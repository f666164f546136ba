//! Recurring work/rest calendar cycles.
//!
//! A [`CycleConfig`] describes a pattern of `work_weeks` work weeks followed by
//! `rest_weeks` rest weeks (6+1 by default), anchored on a start date.
//! [`generate_year_blocks`] lays that pattern over a calendar year as one
//! [`Block`] per week, and the functions in [`query`] answer point and
//! aggregate questions about the result.
//!
//! ```
//! use chrono::NaiveDate;
//! use cycle_calendar::{CycleConfig, Year, generate_year_blocks, query};
//!
//! let anchor = NaiveDate::from_ymd_opt(2026, 1, 1).unwrap();
//! let config = CycleConfig::six_plus_one(anchor);
//! let blocks = generate_year_blocks(&config, Year::new(2026).unwrap()).unwrap();
//!
//! let day = NaiveDate::from_ymd_opt(2026, 2, 10).unwrap();
//! assert!(query::is_rest_week(day, &blocks));
//! ```

mod block;
mod calendar;
mod config;
mod consts;
mod generator;
mod naming;
mod prelude;
pub mod query;
mod types;

#[cfg(test)]
mod test_utils;

pub use block::{Block, BlockType};
pub use calendar::YearCalendar;
pub use config::CycleConfig;
pub use consts::*;
pub use generator::generate_year_blocks;
pub use naming::{CycleNameStore, CycleNames};
pub use query::{
    BlockFilter, CycleGroup, count_distinct_cycles, cycle_number_for_date, filter_by_cycle, filter_by_type,
    find_block_for_date, is_rest_week, is_work_week,
};
pub use types::{WeekCount, WeekStart, Year};

/// Errors raised while building configurations or generating blocks.
///
/// Failed lookups are not errors; queries return `None` or an empty list.
#[derive(Debug, Clone, PartialEq, Eq, thiserror::Error)]
pub enum CycleError {
    /// A cycle needs at least one work week and one rest week.
    #[error("Invalid configuration: {work_weeks} work + {rest_weeks} rest weeks (both must be at least 1)")]
    InvalidConfiguration { work_weeks: u16, rest_weeks: u16 },

    #[error("Invalid year: {0} (must be {min}-{max})", min = MIN_YEAR, max = MAX_YEAR)]
    InvalidYear(u16),

    #[error(
        "Invalid week start: {0} (must be {sunday} for Sunday or {monday} for Monday)",
        sunday = SUNDAY_CODE,
        monday = MONDAY_CODE
    )]
    InvalidWeekStart(u8),

    /// Date arithmetic left the representable range.
    #[error("Date out of range")]
    DateOutOfRange,
}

What you need to do ▸ The answer must be a single number: the count of lines in the listing that hold the word "query".

Exercise output ▸ 5